### Data to process
■ ■ ■ ■ ■
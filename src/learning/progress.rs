// ABOUTME: Progress tracker: idempotent lesson completion, next lesson, course completion
// ABOUTME: Completing the last lesson of a course without a final assessment issues its certificate
//
// SPDX-License-Identifier: MIT OR Apache-2.0
// Copyright (c) 2025 Pierre Fitness Intelligence

use super::certificates::CertificateIssuer;
use super::{ensure_enrolled, Actor};
use crate::database::{CourseManager, CourseTree, Database, ProgressManager, UserManager};
use crate::errors::{AppError, AppResult};
use lms_core::models::{next_in_order, Course, LessonKind, TenantId};
use serde::Serialize;
use sqlx::SqliteConnection;
use tracing::info;
use uuid::Uuid;

/// Result of completing a lesson
#[derive(Debug, Clone, PartialEq, Eq, Serialize)]
#[serde(rename_all = "camelCase")]
pub struct LessonCompletion {
    /// Completed lesson
    pub lesson_id: Uuid,
    /// Lesson after this one in course order; `None` for the last lesson
    pub next_lesson_id: Option<Uuid>,
    /// Every lesson of the course is now complete
    pub course_complete: bool,
    /// Completion certificate, when the course issues one on lesson completion
    pub certificate_id: Option<Uuid>,
    /// Number of that certificate
    pub certificate_number: Option<String>,
}

/// A learner's progress through a course
#[derive(Debug, Clone, PartialEq, Eq, Serialize)]
#[serde(rename_all = "camelCase")]
pub struct CourseProgress {
    /// Course
    pub course_id: Uuid,
    /// Completed lessons in course order
    pub completed_lesson_ids: Vec<Uuid>,
    /// Number of completed lessons
    pub completed_lessons: u64,
    /// Number of lessons in the course
    pub total_lessons: u64,
    /// All lessons complete (never true for an empty course)
    pub is_complete: bool,
    /// First lesson in order not yet completed
    pub next_lesson_id: Option<Uuid>,
}

/// Progress tracker
#[derive(Clone)]
pub struct ProgressTracker {
    database: Database,
}

impl ProgressTracker {
    /// Create a new progress tracker
    #[must_use]
    pub const fn new(database: Database) -> Self {
        Self { database }
    }

    /// Mark a non-quiz lesson complete for the caller
    ///
    /// Calling this again for a completed lesson changes nothing and returns
    /// the same certificate reference.
    ///
    /// # Errors
    ///
    /// Returns not-found for an unknown course or lesson, permission-denied
    /// when the caller is not enrolled, and invalid-input for quiz lessons
    pub async fn complete_lesson(
        &self,
        actor: &Actor,
        course_id: Uuid,
        lesson_id: Uuid,
    ) -> AppResult<LessonCompletion> {
        let mut guard = self.database.begin().await?;
        let conn = guard.executor()?;

        let course = CourseManager::get_course_in(conn, actor.tenant_id, course_id)
            .await?
            .ok_or_else(|| AppError::not_found(format!("Course {course_id}")))?;
        let lesson = CourseManager::get_lesson_in(conn, actor.tenant_id, course_id, lesson_id)
            .await?
            .ok_or_else(|| AppError::not_found(format!("Lesson {lesson_id}")))?;
        ensure_enrolled(conn, actor, course_id).await?;

        if lesson.content.kind() == LessonKind::Quiz {
            return Err(AppError::invalid_input(
                "Quiz lessons are completed by passing their quiz",
            ));
        }

        let completion = Self::record_completion_in(conn, actor, &course, lesson_id).await?;
        guard.commit().await?;
        Ok(completion)
    }

    /// Record a completion and run the course-completion path on the
    /// caller's transaction
    ///
    /// # Errors
    ///
    /// Returns an error if a database operation or certificate issuance fails
    pub(crate) async fn record_completion_in(
        conn: &mut SqliteConnection,
        actor: &Actor,
        course: &Course,
        lesson_id: Uuid,
    ) -> AppResult<LessonCompletion> {
        let changed = ProgressManager::mark_complete_in(conn, actor.user_id, lesson_id).await?;
        let order = CourseManager::lesson_ids_in_order(conn, course.id).await?;
        let next_lesson_id = next_in_order(&order, lesson_id);
        let course_complete = Self::is_course_complete_in(conn, actor.user_id, course.id).await?;

        let certificate = if course_complete && course.final_assessment.is_none() {
            Some(
                CertificateIssuer::issue_completion_in(
                    conn,
                    actor.tenant_id,
                    actor.user_id,
                    course.id,
                )
                .await?,
            )
        } else {
            None
        };

        if changed {
            info!(
                tenant_id = %actor.tenant_id,
                user_id = %actor.user_id,
                course_id = %course.id,
                lesson_id = %lesson_id,
                course_complete,
                "Lesson completed"
            );
        }

        Ok(LessonCompletion {
            lesson_id,
            next_lesson_id,
            course_complete,
            certificate_id: certificate.as_ref().map(|c| c.id),
            certificate_number: certificate.map(|c| c.certificate_number),
        })
    }

    /// Lesson following `lesson_id` in `(module order, lesson order)`
    ///
    /// # Errors
    ///
    /// Returns not-found if the lesson is not part of the site's course
    pub async fn find_next_lesson(
        &self,
        tenant_id: TenantId,
        course_id: Uuid,
        lesson_id: Uuid,
    ) -> AppResult<Option<Uuid>> {
        let mut conn = self
            .database
            .pool()
            .acquire()
            .await
            .map_err(|e| AppError::database(format!("Failed to acquire connection: {e}")))?;

        if CourseManager::get_lesson_in(&mut conn, tenant_id, course_id, lesson_id)
            .await?
            .is_none()
        {
            return Err(AppError::not_found(format!("Lesson {lesson_id}")));
        }
        let order = CourseManager::lesson_ids_in_order(&mut conn, course_id).await?;
        Ok(next_in_order(&order, lesson_id))
    }

    /// Whether the user completed every lesson of a non-empty course
    ///
    /// # Errors
    ///
    /// Returns not-found for a course outside the site
    pub async fn is_course_complete(
        &self,
        tenant_id: TenantId,
        user_id: Uuid,
        course_id: Uuid,
    ) -> AppResult<bool> {
        let mut conn = self
            .database
            .pool()
            .acquire()
            .await
            .map_err(|e| AppError::database(format!("Failed to acquire connection: {e}")))?;

        if !CourseManager::course_exists_in(&mut conn, tenant_id, course_id).await? {
            return Err(AppError::not_found(format!("Course {course_id}")));
        }
        Self::is_course_complete_in(&mut conn, user_id, course_id).await
    }

    /// Completion check on an existing connection
    ///
    /// # Errors
    ///
    /// Returns an error if a database operation fails
    pub(crate) async fn is_course_complete_in(
        conn: &mut SqliteConnection,
        user_id: Uuid,
        course_id: Uuid,
    ) -> AppResult<bool> {
        let (completed, total) = ProgressManager::lesson_counts_in(conn, user_id, course_id).await?;
        Ok(total > 0 && completed == total)
    }

    /// Course tree as seen by an enrolled learner or an administrator
    ///
    /// # Errors
    ///
    /// Returns not-found for an unknown course and permission-denied when
    /// the caller is not enrolled
    pub async fn course_outline(&self, actor: &Actor, course_id: Uuid) -> AppResult<CourseTree> {
        let mut conn = self
            .database
            .pool()
            .acquire()
            .await
            .map_err(|e| AppError::database(format!("Failed to acquire connection: {e}")))?;

        let tree = CourseManager::get_course_tree_in(&mut conn, actor.tenant_id, course_id)
            .await?
            .ok_or_else(|| AppError::not_found(format!("Course {course_id}")))?;
        ensure_enrolled(&mut conn, actor, course_id).await?;
        Ok(tree)
    }

    /// The caller's progress through a course
    ///
    /// # Errors
    ///
    /// Returns not-found for an unknown course and permission-denied when
    /// the caller is not enrolled
    pub async fn course_progress(
        &self,
        actor: &Actor,
        course_id: Uuid,
    ) -> AppResult<CourseProgress> {
        let mut conn = self
            .database
            .pool()
            .acquire()
            .await
            .map_err(|e| AppError::database(format!("Failed to acquire connection: {e}")))?;

        if !CourseManager::course_exists_in(&mut conn, actor.tenant_id, course_id).await? {
            return Err(AppError::not_found(format!("Course {course_id}")));
        }
        ensure_enrolled(&mut conn, actor, course_id).await?;

        let order = CourseManager::lesson_ids_in_order(&mut conn, course_id).await?;
        let completed =
            ProgressManager::completed_lessons_in(&mut conn, actor.user_id, course_id).await?;
        let next_lesson_id = order.iter().find(|id| !completed.contains(id)).copied();
        let total_lessons = order.len() as u64;
        let completed_lessons = completed.len() as u64;

        Ok(CourseProgress {
            course_id,
            completed_lesson_ids: completed,
            completed_lessons,
            total_lessons,
            is_complete: total_lessons > 0 && completed_lessons == total_lessons,
            next_lesson_id,
        })
    }

    /// Delete a user's progress for every lesson of a course; certificates stay
    ///
    /// # Errors
    ///
    /// Returns not-found if the user or course is not in the site
    pub async fn reset_progress(
        &self,
        tenant_id: TenantId,
        user_id: Uuid,
        course_id: Uuid,
    ) -> AppResult<u64> {
        let mut guard = self.database.begin().await?;
        let conn = guard.executor()?;

        if !CourseManager::course_exists_in(conn, tenant_id, course_id).await? {
            return Err(AppError::not_found(format!("Course {course_id}")));
        }
        if UserManager::get_user_in(conn, tenant_id, user_id)
            .await?
            .is_none()
        {
            return Err(AppError::not_found(format!("User {user_id}")));
        }

        let deleted = Self::reset_progress_in(conn, user_id, course_id).await?;
        guard.commit().await?;
        Ok(deleted)
    }

    /// Progress reset on the caller's transaction
    ///
    /// # Errors
    ///
    /// Returns an error if a database operation fails
    pub(crate) async fn reset_progress_in(
        conn: &mut SqliteConnection,
        user_id: Uuid,
        course_id: Uuid,
    ) -> AppResult<u64> {
        let deleted = ProgressManager::delete_for_course_in(conn, user_id, course_id).await?;
        info!(user_id = %user_id, course_id = %course_id, deleted, "Reset lesson progress");
        Ok(deleted)
    }
}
■ ■ ■ ■ ■
### What you need to do
Find where the line with "actor.tenant_id, course_id, lesson_id)" sits in the material above, then copy exactly from it through the line with "ensure_enrolled(conn, actor, course_id).await?;". Add no other line.

### Expected answer
        let lesson = CourseManager::get_lesson_in(conn, actor.tenant_id, course_id, lesson_id)
            .await?
            .ok_or_else(|| AppError::not_found(format!("Lesson {lesson_id}")))?;
        ensure_enrolled(conn, actor, course_id).await?;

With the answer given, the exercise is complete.